Task brief: Below is a block of records; repeat each one exactly.

Input for this task:
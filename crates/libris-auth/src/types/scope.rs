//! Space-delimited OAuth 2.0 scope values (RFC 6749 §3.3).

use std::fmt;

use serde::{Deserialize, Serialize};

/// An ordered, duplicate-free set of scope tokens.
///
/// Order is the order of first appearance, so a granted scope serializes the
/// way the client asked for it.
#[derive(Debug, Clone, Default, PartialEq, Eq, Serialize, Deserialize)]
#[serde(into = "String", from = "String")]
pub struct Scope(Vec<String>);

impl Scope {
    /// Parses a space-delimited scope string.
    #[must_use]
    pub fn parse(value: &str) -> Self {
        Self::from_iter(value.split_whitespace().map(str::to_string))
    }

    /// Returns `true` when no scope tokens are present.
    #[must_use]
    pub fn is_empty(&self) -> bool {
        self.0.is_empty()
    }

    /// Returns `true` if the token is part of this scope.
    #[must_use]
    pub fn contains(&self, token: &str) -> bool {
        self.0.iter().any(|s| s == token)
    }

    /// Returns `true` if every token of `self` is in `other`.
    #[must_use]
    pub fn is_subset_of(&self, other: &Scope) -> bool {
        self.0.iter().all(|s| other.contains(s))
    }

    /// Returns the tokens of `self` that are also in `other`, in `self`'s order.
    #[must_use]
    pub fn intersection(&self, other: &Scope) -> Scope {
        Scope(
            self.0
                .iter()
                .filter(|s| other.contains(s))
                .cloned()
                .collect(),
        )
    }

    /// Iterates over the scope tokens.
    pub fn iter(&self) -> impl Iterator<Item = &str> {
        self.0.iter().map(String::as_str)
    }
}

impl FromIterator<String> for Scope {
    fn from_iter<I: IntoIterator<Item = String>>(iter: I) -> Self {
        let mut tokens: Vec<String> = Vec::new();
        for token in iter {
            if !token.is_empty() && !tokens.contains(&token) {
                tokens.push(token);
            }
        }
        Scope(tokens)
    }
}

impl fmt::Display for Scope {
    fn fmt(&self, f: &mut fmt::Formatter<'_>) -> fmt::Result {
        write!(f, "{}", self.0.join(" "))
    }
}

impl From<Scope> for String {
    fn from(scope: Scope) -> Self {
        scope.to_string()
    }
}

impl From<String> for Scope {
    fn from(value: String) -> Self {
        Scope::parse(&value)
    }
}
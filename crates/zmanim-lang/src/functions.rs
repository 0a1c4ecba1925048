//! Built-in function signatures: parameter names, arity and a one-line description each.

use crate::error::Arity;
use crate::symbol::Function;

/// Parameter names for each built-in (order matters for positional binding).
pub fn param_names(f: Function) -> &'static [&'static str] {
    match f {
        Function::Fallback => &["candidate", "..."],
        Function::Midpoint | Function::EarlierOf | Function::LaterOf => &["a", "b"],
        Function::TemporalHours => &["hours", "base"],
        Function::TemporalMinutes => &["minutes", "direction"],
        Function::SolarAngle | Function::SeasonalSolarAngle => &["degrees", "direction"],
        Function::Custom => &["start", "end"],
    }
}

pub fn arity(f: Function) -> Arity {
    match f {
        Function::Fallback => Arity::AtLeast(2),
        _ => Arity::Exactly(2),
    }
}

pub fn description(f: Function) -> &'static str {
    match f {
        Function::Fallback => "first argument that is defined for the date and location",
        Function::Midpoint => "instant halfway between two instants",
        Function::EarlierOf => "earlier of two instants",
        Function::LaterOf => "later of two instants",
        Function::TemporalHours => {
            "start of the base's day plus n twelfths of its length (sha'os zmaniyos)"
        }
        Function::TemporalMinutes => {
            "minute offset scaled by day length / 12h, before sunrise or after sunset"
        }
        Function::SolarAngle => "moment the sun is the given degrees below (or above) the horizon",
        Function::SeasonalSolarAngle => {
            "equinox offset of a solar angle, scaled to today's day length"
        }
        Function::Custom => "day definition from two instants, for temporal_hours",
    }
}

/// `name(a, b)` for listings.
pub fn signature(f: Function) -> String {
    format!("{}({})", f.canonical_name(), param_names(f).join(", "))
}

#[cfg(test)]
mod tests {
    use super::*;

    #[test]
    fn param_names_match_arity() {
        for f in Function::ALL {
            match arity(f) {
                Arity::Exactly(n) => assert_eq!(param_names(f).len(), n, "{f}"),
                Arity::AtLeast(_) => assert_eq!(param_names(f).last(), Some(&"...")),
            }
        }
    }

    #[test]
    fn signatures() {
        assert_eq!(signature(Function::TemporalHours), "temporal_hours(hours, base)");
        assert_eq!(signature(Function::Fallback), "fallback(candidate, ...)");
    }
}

Result of this task:
filename crates/libris-auth/src/types/scope.rs
//! Space-delimited OAuth 2.0 scope values (RFC 6749 §3.3).

use std::fmt;

use serde::{Deserialize, Serialize};

/// An ordered, duplicate-free set of scope tokens.
///
/// Order is the order of first appearance, so a granted scope serializes the
/// way the client asked for it.
#[derive(Debug, Clone, Default, PartialEq, Eq, Serialize, Deserialize)]
#[serde(into = "String", from = "String")]
pub struct Scope(Vec<String>);

impl Scope {
    /// Parses a space-delimited scope string.
    #[must_use]
    pub fn parse(value: &str) -> Self {
        Self::from_iter(value.split_whitespace().map(str::to_string))
    }

    /// Returns `true` when no scope tokens are present.
    #[must_use]
    pub fn is_empty(&self) -> bool {
        self.0.is_empty()
    }

    /// Returns `true` if the token is part of this scope.
    #[must_use]
    pub fn contains(&self, token: &str) -> bool {
        self.0.iter().any(|s| s == token)
    }

    /// Returns `true` if every token of `self` is in `other`.
    #[must_use]
    pub fn is_subset_of(&self, other: &Scope) -> bool {
        self.0.iter().all(|s| other.contains(s))
    }

    /// Returns the tokens of `self` that are also in `other`, in `self`'s order.
    #[must_use]
    pub fn intersection(&self, other: &Scope) -> Scope {
        Scope(
            self.0
                .iter()
                .filter(|s| other.contains(s))
                .cloned()
                .collect(),
        )
    }

    /// Iterates over the scope tokens.
    pub fn iter(&self) -> impl Iterator<Item = &str> {
        self.0.iter().map(String::as_str)
    }
}

impl FromIterator<String> for Scope {
    fn from_iter<I: IntoIterator<Item = String>>(iter: I) -> Self {
        let mut tokens: Vec<String> = Vec::new();
        for token in iter {
            if !token.is_empty() && !tokens.contains(&token) {
                tokens.push(token);
            }
        }
        Scope(tokens)
    }
}

impl fmt::Display for Scope {
    fn fmt(&self, f: &mut fmt::Formatter<'_>) -> fmt::Result {
        write!(f, "{}", self.0.join(" "))
    }
}

impl From<Scope> for String {
    fn from(scope: Scope) -> Self {
        scope.to_string()
    }
}

impl From<String> for Scope {
    fn from(value: String) -> Self {
        Scope::parse(&value)
    }
}
filename crates/zmanim-lang/src/functions.rs
repository 0a1c4ecba1925048
//! Built-in function signatures: parameter names, arity and a one-line description each.

use crate::error::Arity;
use crate::symbol::Function;

/// Parameter names for each built-in (order matters for positional binding).
pub fn param_names(f: Function) -> &'static [&'static str] {
    match f {
        Function::Fallback => &["candidate", "..."],
        Function::Midpoint | Function::EarlierOf | Function::LaterOf => &["a", "b"],
        Function::TemporalHours => &["hours", "base"],
        Function::TemporalMinutes => &["minutes", "direction"],
        Function::SolarAngle | Function::SeasonalSolarAngle => &["degrees", "direction"],
        Function::Custom => &["start", "end"],
    }
}

pub fn arity(f: Function) -> Arity {
    match f {
        Function::Fallback => Arity::AtLeast(2),
        _ => Arity::Exactly(2),
    }
}

pub fn description(f: Function) -> &'static str {
    match f {
        Function::Fallback => "first argument that is defined for the date and location",
        Function::Midpoint => "instant halfway between two instants",
        Function::EarlierOf => "earlier of two instants",
        Function::LaterOf => "later of two instants",
        Function::TemporalHours => {
            "start of the base's day plus n twelfths of its length (sha'os zmaniyos)"
        }
        Function::TemporalMinutes => {
            "minute offset scaled by day length / 12h, before sunrise or after sunset"
        }
        Function::SolarAngle => "moment the sun is the given degrees below (or above) the horizon",
        Function::SeasonalSolarAngle => {
            "equinox offset of a solar angle, scaled to today's day length"
        }
        Function::Custom => "day definition from two instants, for temporal_hours",
    }
}

/// `name(a, b)` for listings.
pub fn signature(f: Function) -> String {
    format!("{}({})", f.canonical_name(), param_names(f).join(", "))
}

#[cfg(test)]
mod tests {
    use super::*;

    #[test]
    fn param_names_match_arity() {
        for f in Function::ALL {
            match arity(f) {
                Arity::Exactly(n) => assert_eq!(param_names(f).len(), n, "{f}"),
                Arity::AtLeast(_) => assert_eq!(param_names(f).last(), Some(&"...")),
            }
        }
    }

    #[test]
    fn signatures() {
        assert_eq!(signature(Function::TemporalHours), "temporal_hours(hours, base)");
        assert_eq!(signature(Function::Fallback), "fallback(candidate, ...)");
    }
}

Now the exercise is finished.